Rouen, la plus belle des mises en Seine

Philippe Delerm y va pour “pour boire des instants qui conjuguent au présent le charme transparent du séculaire”, les Normands pour monter à la “capitale” et tous les autres pour découvrir une ville pleine de vie et d’Histoire.

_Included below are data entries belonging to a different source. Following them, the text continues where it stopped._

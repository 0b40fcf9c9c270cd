//! torwache-auth – Authentifizierungs-Kern
//!
//! Dieses Crate implementiert:
//! - Pruefung von E-Mail-Format und Passwortstaerke
//! - Passwort-Hashing mit Argon2id
//! - Session-Tokens (HS256) mit Ablaufzeit
//! - Rate Limiter fuer Login-Versuche (in-memory, mit Bereinigungs-Task)
//! - AuthService (Registrierung, Login, Logout, Token-Pruefung mit Sperrliste)

pub mod error;
pub mod password;
pub mod rate_limit;
pub mod service;
pub mod token;
pub mod validierung;

// Bequeme Re-Exporte
pub use error::{AuthError, AuthResult, FehlerKategorie};
pub use password::{passwort_hashen, passwort_verifizieren, HashParameter};
pub use rate_limit::{RateLimitKonfig, RateLimiter};
pub use service::{AuthKonfig, AuthService};
pub use token::{token_ausstellen, token_pruefen, Claims, TokenFehler};
pub use validierung::{email_pruefen, passwort_pruefen};
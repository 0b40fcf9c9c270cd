//! SQLite-Implementierung des UserRepository

use chrono::Utc;
use uuid::Uuid;

use crate::error::DbError;
use crate::models::{BenutzerFilter, BenutzerRecord, BenutzerUpdate, NeuerBenutzer};
use crate::repository::{DbResult, UserRepository};
use crate::sqlite::pool::SqliteDb;
use crate::sqlite::{zeit_parsen, zeit_parsen_optional, zeit_text};

const SPALTEN: &str = "id, email, password_hash, name, created_at, updated_at, deleted_at";

impl UserRepository for SqliteDb {
    async fn create(&self, data: NeuerBenutzer<'_>) -> DbResult<BenutzerRecord> {
        let id = Uuid::new_v4();
        let now = Utc::now();
        let now_str = zeit_text(&now);

        sqlx::query(
            "INSERT INTO users (id, email, password_hash, name, created_at, updated_at)
             VALUES (?, ?, ?, ?, ?, ?)",
        )
        .bind(id.to_string())
        .bind(data.email)
        .bind(data.password_hash)
        .bind(data.name)
        .bind(&now_str)
        .bind(&now_str)
        .execute(&self.pool)
        .await
        .map_err(|e| {
            let msg = e.to_string();
            if msg.contains("UNIQUE") || msg.contains("unique") {
                DbError::Eindeutigkeit(format!("E-Mail '{}' bereits vergeben", data.email))
            } else {
                DbError::Sqlx(e)
            }
        })?;

        Ok(BenutzerRecord {
            id,
            email: data.email.to_string(),
            password_hash: data.password_hash.to_string(),
            name: data.name.to_string(),
            created_at: now,
            updated_at: now,
            deleted_at: None,
        })
    }

    async fn get_by_id(&self, id: Uuid) -> DbResult<Option<BenutzerRecord>> {
        let sql = format!("SELECT {SPALTEN} FROM users WHERE id = ? AND deleted_at IS NULL");
        let row = sqlx::query(&sql)
            .bind(id.to_string())
            .fetch_optional(&self.pool)
            .await?;

        row.map(|r| row_to_benutzer(&r)).transpose()
    }

    async fn get_by_email(&self, email: &str) -> DbResult<Option<BenutzerRecord>> {
        let sql = format!("SELECT {SPALTEN} FROM users WHERE email = ? AND deleted_at IS NULL");
        let row = sqlx::query(&sql)
            .bind(email)
            .fetch_optional(&self.pool)
            .await?;

        row.map(|r| row_to_benutzer(&r)).transpose()
    }

    async fn update(&self, id: Uuid, data: BenutzerUpdate) -> DbResult<BenutzerRecord> {
        let Some(name) = data.name else {
            return self
                .get_by_id(id)
                .await?
                .ok_or_else(|| DbError::nicht_gefunden(format!("User {id}")));
        };

        let affected = sqlx::query(
            "UPDATE users SET name = ?, updated_at = ? WHERE id = ? AND deleted_at IS NULL",
        )
        .bind(&name)
        .bind(zeit_text(&Utc::now()))
        .bind(id.to_string())
        .execute(&self.pool)
        .await?
        .rows_affected();

        if affected == 0 {
            return Err(DbError::nicht_gefunden(format!("User {id}")));
        }

        self.get_by_id(id)
            .await?
            .ok_or_else(|| DbError::intern("User nach Update nicht gefunden"))
    }

    async fn soft_delete(&self, id: Uuid) -> DbResult<bool> {
        let affected =
            sqlx::query("UPDATE users SET deleted_at = ? WHERE id = ? AND deleted_at IS NULL")
                .bind(zeit_text(&Utc::now()))
                .bind(id.to_string())
                .execute(&self.pool)
                .await?
                .rows_affected();
        Ok(affected > 0)
    }

    async fn delete(&self, id: Uuid) -> DbResult<bool> {
        let affected = sqlx::query("DELETE FROM users WHERE id = ?")
            .bind(id.to_string())
            .execute(&self.pool)
            .await?
            .rows_affected();
        Ok(affected > 0)
    }

    async fn list(&self, filter: BenutzerFilter<'_>) -> DbResult<(Vec<BenutzerRecord>, u64)> {
        // Dynamisches WHERE – nur gesetzte Filter anwenden
        let mut bedingungen = vec!["deleted_at IS NULL"];
        let mut muster: Vec<String> = Vec::new();
        if let Some(name) = filter.name.filter(|s| !s.is_empty()) {
            bedingungen.push("name LIKE ? ESCAPE '\\'");
            muster.push(like_muster(name));
        }
        if let Some(email) = filter.email.filter(|s| !s.is_empty()) {
            bedingungen.push("email LIKE ? ESCAPE '\\'");
            muster.push(like_muster(email));
        }
        let where_klausel = bedingungen.join(" AND ");

        let count_sql = format!("SELECT COUNT(*) FROM users WHERE {where_klausel}");
        let mut count_q = sqlx::query_scalar::<_, i64>(&count_sql);
        for m in &muster {
            count_q = count_q.bind(m);
        }
        let gesamt = count_q.fetch_one(&self.pool).await?;

        let sql = format!(
            "SELECT {SPALTEN} FROM users WHERE {where_klausel}
             ORDER BY created_at DESC, rowid DESC LIMIT ? OFFSET ?"
        );
        let mut q = sqlx::query(&sql);
        for m in &muster {
            q = q.bind(m);
        }
        let offset = i64::try_from(filter.offset())
            .map_err(|_| DbError::UngueltigeDaten("Offset zu gross".into()))?;
        q = q.bind(i64::from(filter.limit)).bind(offset);

        let rows = q.fetch_all(&self.pool).await?;
        let benutzer = rows
            .iter()
            .map(row_to_benutzer)
            .collect::<DbResult<Vec<_>>>()?;

        Ok((benutzer, gesamt.max(0) as u64))
    }
}

/// Teilstring-Muster fuer LIKE; `%`, `_` und `\` aus der Eingabe werden maskiert
fn like_muster(eingabe: &str) -> String {
    let mut muster = String::with_capacity(eingabe.len() + 2);
    muster.push('%');
    for c in eingabe.chars() {
        if matches!(c, '%' | '_' | '\\') {
            muster.push('\\');
        }
        muster.push(c);
    }
    muster.push('%');
    muster
}

fn row_to_benutzer(row: &sqlx::sqlite::SqliteRow) -> DbResult<BenutzerRecord> {
    use sqlx::Row as _;

    let id_str: String = row.try_get("id")?;
    let id = Uuid::parse_str(&id_str)
        .map_err(|e| DbError::intern(format!("Ungueltige UUID '{id_str}': {e}")))?;

    let created_at: String = row.try_get("created_at")?;
    let updated_at: String = row.try_get("updated_at")?;
    let deleted_at: Option<String> = row.try_get("deleted_at")?;

    Ok(BenutzerRecord {
        id,
        email: row.try_get("email")?,
        password_hash: row.try_get("password_hash")?,
        name: row.try_get("name")?,
        created_at: zeit_parsen("created_at", &created_at)?,
        updated_at: zeit_parsen("updated_at", &updated_at)?,
        deleted_at: zeit_parsen_optional("deleted_at", deleted_at)?,
    })
}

En quittant le Vexin normand pour aborder le dernier tronçon de son long voyage vers la mer, la Seine, puissante et majestueuse, serpente de boucles en méandres. C’est au sommet de l’un d’eux que Rouen s’épanouit dans un amphithéâtre de blanches collines coiffées de forêts. Comme Bordeaux sur la Gironde ou Nantes sur la Loire, Rouen est construite en fond d’estuaire, au premier point où nos ancêtres ont pu, grâce à la présence d’îles, édifier un pont sur le fleuve et où la marée est encore assez sensible pour que les navires de mer remontent jusque-là. Qu’on y arrive par la route, la voie ferrée ou le fleuve, Rouen en met plein la vue. Guy de Maupassant, dans Bel-Ami, s’en émouvait déjà quand il nous décrit une ville “un peu noyée dans la brume matinale, avec des éclats de soleil dans ses toits et ses mille clochers légers, pointus ou trapus, frêles et travaillés comme des bijoux géants, des tours carrées ou rondes coiffées de couronnes héraldiques, ses beffrois, ses clochetons, tout le peuple gothique des sommets d’église que dominait la flèche de la cathédrale”.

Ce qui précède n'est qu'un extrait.